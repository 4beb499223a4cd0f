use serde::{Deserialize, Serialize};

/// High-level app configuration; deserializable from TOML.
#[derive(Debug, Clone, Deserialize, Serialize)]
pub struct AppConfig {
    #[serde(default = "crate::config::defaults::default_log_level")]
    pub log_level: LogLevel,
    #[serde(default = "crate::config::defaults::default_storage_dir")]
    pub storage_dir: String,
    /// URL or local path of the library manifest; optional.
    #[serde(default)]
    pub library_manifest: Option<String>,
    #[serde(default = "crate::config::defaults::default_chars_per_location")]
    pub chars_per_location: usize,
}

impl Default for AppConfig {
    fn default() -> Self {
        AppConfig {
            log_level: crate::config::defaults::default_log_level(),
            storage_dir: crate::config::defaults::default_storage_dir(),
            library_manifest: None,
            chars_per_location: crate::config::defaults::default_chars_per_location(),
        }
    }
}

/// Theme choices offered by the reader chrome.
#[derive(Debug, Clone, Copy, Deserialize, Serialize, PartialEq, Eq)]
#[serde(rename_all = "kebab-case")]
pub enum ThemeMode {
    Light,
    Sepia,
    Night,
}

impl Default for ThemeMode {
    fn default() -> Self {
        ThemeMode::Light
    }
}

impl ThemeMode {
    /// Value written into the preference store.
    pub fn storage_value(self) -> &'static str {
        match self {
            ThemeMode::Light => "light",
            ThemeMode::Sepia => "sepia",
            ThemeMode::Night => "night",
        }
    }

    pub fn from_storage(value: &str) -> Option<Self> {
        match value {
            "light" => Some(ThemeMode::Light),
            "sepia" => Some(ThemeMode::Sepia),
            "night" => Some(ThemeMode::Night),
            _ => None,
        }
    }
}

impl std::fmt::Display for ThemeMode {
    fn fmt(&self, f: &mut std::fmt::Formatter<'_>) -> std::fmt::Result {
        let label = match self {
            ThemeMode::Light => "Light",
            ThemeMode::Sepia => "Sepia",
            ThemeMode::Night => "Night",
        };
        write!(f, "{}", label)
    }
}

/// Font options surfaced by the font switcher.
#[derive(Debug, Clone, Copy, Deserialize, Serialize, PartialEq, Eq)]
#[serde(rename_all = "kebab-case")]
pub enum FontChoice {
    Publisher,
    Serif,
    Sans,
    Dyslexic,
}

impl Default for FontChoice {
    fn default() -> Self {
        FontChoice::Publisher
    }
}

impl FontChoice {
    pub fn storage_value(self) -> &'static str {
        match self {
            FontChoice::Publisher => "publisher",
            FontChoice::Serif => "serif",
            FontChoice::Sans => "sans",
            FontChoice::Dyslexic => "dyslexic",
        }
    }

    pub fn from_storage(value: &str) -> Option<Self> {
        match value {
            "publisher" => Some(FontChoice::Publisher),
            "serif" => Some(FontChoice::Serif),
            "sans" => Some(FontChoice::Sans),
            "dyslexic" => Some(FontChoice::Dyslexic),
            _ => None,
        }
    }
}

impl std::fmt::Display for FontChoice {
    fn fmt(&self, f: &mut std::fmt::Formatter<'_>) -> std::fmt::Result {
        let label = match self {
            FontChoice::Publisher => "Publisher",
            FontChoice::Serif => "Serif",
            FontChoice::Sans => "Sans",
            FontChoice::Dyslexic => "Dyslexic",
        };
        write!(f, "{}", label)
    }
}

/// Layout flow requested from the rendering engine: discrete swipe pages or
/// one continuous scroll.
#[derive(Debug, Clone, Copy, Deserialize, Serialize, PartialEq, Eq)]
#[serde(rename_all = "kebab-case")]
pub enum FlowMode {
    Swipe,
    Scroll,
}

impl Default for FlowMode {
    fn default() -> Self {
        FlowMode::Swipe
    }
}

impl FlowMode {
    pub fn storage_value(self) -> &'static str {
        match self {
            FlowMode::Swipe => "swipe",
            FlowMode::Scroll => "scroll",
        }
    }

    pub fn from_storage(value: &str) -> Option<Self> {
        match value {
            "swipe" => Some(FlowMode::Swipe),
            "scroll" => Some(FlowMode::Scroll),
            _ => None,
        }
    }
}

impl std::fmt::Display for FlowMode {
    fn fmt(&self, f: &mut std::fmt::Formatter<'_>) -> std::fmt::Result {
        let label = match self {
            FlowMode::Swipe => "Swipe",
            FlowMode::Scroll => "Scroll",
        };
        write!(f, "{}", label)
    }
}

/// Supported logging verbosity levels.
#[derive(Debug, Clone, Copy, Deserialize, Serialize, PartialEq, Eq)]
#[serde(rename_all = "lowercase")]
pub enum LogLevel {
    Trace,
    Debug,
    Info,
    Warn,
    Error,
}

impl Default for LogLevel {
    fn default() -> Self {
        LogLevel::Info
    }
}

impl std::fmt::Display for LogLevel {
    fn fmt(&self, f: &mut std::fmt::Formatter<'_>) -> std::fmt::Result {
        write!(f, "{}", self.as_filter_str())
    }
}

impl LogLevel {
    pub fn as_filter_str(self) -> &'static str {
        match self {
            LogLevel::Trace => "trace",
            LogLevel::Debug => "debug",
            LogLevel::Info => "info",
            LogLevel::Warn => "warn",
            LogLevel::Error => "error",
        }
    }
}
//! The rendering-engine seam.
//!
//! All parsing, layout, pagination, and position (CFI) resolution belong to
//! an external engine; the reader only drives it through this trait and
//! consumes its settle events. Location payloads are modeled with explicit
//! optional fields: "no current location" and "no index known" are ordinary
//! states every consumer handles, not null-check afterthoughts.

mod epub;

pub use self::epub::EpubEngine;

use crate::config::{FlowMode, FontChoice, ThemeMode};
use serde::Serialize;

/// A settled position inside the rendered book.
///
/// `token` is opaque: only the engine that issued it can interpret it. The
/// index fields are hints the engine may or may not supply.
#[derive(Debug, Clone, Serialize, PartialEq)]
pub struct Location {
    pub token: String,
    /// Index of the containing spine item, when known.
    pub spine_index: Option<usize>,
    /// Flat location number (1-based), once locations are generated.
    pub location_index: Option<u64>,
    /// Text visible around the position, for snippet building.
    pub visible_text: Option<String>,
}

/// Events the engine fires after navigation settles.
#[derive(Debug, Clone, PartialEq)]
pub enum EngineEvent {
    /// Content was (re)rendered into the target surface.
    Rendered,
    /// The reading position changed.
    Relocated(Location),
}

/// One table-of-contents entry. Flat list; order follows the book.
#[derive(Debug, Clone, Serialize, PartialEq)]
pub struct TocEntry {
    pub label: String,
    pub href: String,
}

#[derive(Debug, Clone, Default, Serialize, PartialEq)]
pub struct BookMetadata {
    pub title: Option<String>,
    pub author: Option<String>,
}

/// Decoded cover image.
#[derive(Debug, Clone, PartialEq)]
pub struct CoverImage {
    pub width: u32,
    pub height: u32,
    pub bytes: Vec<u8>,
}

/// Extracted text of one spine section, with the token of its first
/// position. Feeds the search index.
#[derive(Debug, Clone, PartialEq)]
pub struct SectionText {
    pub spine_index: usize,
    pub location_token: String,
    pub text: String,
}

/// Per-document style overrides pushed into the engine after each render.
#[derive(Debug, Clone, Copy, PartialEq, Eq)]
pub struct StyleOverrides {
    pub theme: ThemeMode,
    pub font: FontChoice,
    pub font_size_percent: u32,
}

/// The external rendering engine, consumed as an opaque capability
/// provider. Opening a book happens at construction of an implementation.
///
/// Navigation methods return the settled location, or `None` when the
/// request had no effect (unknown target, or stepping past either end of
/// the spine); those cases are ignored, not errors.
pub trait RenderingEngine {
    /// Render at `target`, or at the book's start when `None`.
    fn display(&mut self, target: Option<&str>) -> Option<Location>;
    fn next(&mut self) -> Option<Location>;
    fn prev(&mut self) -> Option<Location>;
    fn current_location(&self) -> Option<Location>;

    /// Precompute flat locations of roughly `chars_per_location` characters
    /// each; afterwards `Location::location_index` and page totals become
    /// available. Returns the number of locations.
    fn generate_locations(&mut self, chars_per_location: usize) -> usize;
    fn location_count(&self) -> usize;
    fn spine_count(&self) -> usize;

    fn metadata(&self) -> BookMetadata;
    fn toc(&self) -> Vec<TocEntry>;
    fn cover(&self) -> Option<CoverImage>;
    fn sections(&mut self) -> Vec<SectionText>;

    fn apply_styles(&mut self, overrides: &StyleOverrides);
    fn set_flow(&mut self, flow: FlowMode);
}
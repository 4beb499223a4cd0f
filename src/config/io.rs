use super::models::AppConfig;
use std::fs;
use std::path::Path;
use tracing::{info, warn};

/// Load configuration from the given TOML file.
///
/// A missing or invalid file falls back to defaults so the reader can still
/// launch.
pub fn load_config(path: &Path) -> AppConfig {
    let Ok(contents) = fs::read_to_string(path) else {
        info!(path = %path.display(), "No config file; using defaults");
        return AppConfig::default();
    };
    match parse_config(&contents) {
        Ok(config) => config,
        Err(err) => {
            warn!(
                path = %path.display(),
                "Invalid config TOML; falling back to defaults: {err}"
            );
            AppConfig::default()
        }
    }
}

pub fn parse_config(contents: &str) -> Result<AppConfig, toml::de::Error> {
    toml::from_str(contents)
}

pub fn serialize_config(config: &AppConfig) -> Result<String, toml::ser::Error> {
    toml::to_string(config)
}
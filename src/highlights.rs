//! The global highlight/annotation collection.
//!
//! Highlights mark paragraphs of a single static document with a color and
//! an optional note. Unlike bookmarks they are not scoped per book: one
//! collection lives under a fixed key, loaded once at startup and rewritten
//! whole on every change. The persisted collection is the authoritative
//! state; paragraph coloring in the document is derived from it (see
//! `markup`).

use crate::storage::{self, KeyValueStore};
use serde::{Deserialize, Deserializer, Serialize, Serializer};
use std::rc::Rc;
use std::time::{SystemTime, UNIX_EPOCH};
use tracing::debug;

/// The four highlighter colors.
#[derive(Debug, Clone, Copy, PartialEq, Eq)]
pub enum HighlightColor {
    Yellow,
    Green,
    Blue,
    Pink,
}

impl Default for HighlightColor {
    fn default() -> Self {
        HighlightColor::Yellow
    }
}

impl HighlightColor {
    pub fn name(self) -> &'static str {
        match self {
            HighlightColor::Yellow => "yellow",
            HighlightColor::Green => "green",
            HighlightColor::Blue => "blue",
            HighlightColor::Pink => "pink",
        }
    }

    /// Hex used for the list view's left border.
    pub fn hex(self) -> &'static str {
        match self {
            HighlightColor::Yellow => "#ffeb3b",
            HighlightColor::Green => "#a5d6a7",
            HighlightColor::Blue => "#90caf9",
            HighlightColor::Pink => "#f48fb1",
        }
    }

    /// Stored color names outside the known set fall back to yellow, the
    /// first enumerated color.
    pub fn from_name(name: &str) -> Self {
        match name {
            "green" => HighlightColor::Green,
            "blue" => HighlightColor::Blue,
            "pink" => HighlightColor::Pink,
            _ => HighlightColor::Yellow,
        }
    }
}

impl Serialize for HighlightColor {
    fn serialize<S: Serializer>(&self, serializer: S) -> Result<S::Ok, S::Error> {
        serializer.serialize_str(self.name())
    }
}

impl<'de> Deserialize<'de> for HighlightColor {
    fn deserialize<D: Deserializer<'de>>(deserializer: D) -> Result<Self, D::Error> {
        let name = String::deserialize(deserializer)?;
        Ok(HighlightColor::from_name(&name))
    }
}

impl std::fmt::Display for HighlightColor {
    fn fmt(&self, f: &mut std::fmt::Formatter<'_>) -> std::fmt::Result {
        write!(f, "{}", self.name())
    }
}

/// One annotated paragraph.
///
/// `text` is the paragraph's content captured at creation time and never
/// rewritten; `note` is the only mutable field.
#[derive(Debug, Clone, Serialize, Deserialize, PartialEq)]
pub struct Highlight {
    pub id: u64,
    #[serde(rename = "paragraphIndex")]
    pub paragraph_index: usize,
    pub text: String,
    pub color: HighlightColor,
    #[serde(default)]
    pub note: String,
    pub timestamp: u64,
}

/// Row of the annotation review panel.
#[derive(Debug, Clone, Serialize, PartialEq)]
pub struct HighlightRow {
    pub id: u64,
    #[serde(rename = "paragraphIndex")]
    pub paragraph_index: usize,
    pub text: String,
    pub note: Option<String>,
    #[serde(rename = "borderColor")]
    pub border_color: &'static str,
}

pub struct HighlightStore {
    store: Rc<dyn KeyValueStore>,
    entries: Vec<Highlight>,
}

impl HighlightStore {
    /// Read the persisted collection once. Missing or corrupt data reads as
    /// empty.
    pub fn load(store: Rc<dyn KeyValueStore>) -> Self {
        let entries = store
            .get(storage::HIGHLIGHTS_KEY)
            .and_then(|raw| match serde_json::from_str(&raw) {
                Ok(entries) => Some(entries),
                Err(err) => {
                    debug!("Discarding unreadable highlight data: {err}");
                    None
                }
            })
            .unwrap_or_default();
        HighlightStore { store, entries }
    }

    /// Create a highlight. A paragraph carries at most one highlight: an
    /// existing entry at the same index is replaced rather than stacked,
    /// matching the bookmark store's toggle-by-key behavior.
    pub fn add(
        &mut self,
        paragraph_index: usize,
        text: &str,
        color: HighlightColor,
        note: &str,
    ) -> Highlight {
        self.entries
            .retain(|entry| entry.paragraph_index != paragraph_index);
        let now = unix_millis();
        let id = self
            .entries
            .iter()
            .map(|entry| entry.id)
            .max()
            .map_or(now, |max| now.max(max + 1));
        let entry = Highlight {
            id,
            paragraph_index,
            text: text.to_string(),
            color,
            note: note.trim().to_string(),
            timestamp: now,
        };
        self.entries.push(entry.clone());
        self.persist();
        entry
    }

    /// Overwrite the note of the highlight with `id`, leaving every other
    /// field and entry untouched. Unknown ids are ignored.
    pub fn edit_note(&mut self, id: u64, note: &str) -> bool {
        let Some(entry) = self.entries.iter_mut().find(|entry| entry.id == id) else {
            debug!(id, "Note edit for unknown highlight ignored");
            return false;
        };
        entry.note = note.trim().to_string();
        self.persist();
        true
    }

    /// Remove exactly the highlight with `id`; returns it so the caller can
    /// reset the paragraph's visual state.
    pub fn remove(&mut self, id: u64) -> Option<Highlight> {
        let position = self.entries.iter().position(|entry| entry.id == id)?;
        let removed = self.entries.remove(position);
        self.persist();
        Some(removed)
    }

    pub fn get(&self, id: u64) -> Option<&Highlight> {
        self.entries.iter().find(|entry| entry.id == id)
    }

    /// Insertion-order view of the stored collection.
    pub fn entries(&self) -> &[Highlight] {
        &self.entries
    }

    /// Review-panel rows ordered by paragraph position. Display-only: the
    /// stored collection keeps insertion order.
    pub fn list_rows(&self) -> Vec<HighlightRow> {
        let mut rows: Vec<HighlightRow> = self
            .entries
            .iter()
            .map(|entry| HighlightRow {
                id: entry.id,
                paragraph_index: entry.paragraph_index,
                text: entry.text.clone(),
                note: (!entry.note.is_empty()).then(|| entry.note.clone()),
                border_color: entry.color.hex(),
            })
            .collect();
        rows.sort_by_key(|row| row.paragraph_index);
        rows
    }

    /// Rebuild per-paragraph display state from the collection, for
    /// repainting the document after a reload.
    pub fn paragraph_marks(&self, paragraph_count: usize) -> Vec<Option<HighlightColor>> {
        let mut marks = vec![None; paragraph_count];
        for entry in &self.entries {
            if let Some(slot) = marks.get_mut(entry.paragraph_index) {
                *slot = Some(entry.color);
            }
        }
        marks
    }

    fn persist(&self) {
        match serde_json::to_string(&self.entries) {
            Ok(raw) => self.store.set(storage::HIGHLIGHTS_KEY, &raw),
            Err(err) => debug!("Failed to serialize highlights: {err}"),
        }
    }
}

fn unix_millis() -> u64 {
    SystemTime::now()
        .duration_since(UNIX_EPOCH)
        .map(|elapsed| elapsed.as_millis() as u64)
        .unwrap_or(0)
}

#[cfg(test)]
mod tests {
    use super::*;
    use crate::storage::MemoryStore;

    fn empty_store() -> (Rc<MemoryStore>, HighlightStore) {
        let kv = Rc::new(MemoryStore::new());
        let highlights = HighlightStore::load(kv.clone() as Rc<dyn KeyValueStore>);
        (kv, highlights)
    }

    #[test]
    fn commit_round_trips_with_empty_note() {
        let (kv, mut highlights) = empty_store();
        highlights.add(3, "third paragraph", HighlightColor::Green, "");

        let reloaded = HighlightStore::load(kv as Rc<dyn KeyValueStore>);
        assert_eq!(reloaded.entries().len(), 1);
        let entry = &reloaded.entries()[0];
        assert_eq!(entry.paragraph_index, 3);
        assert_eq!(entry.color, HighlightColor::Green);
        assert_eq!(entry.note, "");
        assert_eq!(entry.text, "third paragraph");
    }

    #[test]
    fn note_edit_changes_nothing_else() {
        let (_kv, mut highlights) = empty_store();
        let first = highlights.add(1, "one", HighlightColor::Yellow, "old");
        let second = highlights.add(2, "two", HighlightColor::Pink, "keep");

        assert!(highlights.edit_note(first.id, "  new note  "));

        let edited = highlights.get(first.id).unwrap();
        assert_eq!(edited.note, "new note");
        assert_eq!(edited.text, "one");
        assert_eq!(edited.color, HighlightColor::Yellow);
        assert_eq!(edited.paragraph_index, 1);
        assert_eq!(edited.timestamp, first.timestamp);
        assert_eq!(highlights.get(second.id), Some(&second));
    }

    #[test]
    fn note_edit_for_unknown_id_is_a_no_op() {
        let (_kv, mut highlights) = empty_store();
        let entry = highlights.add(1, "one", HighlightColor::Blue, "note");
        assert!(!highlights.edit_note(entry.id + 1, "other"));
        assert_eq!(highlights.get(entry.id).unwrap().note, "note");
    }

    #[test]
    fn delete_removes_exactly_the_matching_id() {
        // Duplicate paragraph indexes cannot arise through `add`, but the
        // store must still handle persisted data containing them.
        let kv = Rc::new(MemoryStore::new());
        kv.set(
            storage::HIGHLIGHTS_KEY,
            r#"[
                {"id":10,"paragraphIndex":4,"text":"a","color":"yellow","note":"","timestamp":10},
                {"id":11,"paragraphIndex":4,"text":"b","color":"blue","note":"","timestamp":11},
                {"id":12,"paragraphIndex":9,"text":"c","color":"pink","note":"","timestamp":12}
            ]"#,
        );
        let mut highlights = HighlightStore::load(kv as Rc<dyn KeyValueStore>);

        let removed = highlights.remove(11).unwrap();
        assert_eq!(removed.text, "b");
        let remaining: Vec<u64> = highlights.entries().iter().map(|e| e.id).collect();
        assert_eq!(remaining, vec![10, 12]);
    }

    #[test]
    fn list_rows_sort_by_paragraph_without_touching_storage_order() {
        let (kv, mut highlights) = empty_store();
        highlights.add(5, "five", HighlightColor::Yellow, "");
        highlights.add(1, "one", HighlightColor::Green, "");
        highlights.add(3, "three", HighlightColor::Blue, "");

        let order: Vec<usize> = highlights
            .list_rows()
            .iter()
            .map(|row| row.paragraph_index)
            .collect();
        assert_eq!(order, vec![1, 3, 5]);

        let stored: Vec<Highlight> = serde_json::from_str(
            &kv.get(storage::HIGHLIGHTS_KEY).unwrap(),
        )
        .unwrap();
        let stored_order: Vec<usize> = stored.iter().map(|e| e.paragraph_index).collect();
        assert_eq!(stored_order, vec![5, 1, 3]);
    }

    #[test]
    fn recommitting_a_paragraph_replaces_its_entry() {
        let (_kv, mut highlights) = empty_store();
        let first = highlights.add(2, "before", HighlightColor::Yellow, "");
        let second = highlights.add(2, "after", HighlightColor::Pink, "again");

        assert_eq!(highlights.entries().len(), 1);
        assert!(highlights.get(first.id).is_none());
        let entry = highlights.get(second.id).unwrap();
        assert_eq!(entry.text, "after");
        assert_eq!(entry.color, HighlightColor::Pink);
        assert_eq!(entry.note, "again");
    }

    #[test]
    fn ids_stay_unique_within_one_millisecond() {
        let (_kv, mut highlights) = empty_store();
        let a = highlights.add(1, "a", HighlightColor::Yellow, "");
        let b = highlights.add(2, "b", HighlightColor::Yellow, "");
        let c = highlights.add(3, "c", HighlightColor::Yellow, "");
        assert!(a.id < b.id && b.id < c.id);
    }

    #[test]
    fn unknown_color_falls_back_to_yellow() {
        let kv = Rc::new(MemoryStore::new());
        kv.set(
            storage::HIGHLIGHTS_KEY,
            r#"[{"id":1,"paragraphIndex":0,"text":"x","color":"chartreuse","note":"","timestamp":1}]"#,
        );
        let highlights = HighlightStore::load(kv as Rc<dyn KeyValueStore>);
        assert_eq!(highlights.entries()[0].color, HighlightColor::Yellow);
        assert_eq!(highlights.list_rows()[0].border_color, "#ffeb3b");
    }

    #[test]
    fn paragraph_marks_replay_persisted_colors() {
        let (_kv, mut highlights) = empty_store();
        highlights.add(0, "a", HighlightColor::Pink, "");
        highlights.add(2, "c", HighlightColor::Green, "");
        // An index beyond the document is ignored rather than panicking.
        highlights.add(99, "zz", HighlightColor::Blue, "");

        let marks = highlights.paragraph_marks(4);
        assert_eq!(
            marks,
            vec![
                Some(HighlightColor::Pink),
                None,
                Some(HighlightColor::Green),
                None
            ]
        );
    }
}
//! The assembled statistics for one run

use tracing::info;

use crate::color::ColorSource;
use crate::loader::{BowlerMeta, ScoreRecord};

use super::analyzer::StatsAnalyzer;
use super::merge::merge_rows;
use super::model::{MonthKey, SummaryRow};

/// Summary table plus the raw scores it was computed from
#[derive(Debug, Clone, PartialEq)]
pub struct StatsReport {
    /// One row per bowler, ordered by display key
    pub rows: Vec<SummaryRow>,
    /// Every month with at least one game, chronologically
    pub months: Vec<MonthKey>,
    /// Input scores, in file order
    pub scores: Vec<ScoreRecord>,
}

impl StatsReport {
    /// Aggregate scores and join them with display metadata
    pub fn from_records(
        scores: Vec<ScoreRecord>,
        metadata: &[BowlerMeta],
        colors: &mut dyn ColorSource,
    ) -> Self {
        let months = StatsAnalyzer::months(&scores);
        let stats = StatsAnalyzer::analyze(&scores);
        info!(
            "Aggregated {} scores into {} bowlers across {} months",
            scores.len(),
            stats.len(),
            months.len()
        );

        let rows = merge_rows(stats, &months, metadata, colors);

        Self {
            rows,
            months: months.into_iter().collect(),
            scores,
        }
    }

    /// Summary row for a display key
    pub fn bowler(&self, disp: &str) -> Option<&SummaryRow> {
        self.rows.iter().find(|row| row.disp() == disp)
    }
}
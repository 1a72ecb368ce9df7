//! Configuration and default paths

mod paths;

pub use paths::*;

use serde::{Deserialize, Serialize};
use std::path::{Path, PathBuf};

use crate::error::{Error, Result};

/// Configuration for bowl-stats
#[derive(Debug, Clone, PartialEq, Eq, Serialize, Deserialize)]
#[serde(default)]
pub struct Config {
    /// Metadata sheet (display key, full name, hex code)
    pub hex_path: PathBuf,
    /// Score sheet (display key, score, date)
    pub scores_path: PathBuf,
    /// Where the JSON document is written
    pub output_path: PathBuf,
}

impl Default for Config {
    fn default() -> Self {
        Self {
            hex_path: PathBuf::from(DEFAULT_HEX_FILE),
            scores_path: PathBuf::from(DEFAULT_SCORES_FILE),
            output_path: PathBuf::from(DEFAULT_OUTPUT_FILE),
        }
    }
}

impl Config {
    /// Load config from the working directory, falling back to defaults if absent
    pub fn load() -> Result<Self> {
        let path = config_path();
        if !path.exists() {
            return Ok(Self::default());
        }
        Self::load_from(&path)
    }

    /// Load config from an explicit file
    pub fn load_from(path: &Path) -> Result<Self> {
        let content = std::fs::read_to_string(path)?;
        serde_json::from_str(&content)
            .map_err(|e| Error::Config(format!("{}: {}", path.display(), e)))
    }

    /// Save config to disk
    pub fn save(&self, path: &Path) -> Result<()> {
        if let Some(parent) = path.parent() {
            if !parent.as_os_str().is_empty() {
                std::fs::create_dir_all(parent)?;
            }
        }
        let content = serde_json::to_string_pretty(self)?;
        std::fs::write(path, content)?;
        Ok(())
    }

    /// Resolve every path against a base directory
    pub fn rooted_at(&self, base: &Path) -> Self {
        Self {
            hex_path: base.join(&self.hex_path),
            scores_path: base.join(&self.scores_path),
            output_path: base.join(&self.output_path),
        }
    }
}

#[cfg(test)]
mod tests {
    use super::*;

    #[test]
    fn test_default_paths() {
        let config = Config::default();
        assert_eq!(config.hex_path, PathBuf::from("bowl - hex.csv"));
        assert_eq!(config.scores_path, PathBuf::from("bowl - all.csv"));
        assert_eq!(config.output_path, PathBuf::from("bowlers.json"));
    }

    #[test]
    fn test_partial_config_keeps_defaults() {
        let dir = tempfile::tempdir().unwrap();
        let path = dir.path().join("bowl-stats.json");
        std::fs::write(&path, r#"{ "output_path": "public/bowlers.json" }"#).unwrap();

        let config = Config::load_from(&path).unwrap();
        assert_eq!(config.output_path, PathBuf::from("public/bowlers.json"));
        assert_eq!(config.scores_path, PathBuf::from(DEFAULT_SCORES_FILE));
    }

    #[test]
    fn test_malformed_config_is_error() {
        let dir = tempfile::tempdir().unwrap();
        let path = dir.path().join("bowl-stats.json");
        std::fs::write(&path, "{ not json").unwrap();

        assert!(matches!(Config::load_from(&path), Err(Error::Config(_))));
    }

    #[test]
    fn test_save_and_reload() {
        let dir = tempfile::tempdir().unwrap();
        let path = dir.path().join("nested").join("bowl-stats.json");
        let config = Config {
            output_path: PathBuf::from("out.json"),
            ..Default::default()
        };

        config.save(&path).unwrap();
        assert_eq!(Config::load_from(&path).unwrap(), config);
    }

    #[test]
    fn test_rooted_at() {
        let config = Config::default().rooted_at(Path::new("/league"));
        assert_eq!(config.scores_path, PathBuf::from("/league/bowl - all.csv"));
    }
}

■ ■ ■

▶ [EXERCISE]: In the listing above, find the line with "use std::fs;" and the line with "global highlight/annotation collection."; output exactly those lines and all lines between them.

▶ [TASK ANSWER]:
use std::fs;
use std::path::Path;
use tracing::{info, warn};

/// Load configuration from the given TOML file.
///
/// A missing or invalid file falls back to defaults so the reader can still
/// launch.
pub fn load_config(path: &Path) -> AppConfig {
    let Ok(contents) = fs::read_to_string(path) else {
        info!(path = %path.display(), "No config file; using defaults");
        return AppConfig::default();
    };
    match parse_config(&contents) {
        Ok(config) => config,
        Err(err) => {
            warn!(
                path = %path.display(),
                "Invalid config TOML; falling back to defaults: {err}"
            );
            AppConfig::default()
        }
    }
}

pub fn parse_config(contents: &str) -> Result<AppConfig, toml::de::Error> {
    toml::from_str(contents)
}

pub fn serialize_config(config: &AppConfig) -> Result<String, toml::ser::Error> {
    toml::to_string(config)
}
filename src/highlights.rs
//! The global highlight/annotation collection.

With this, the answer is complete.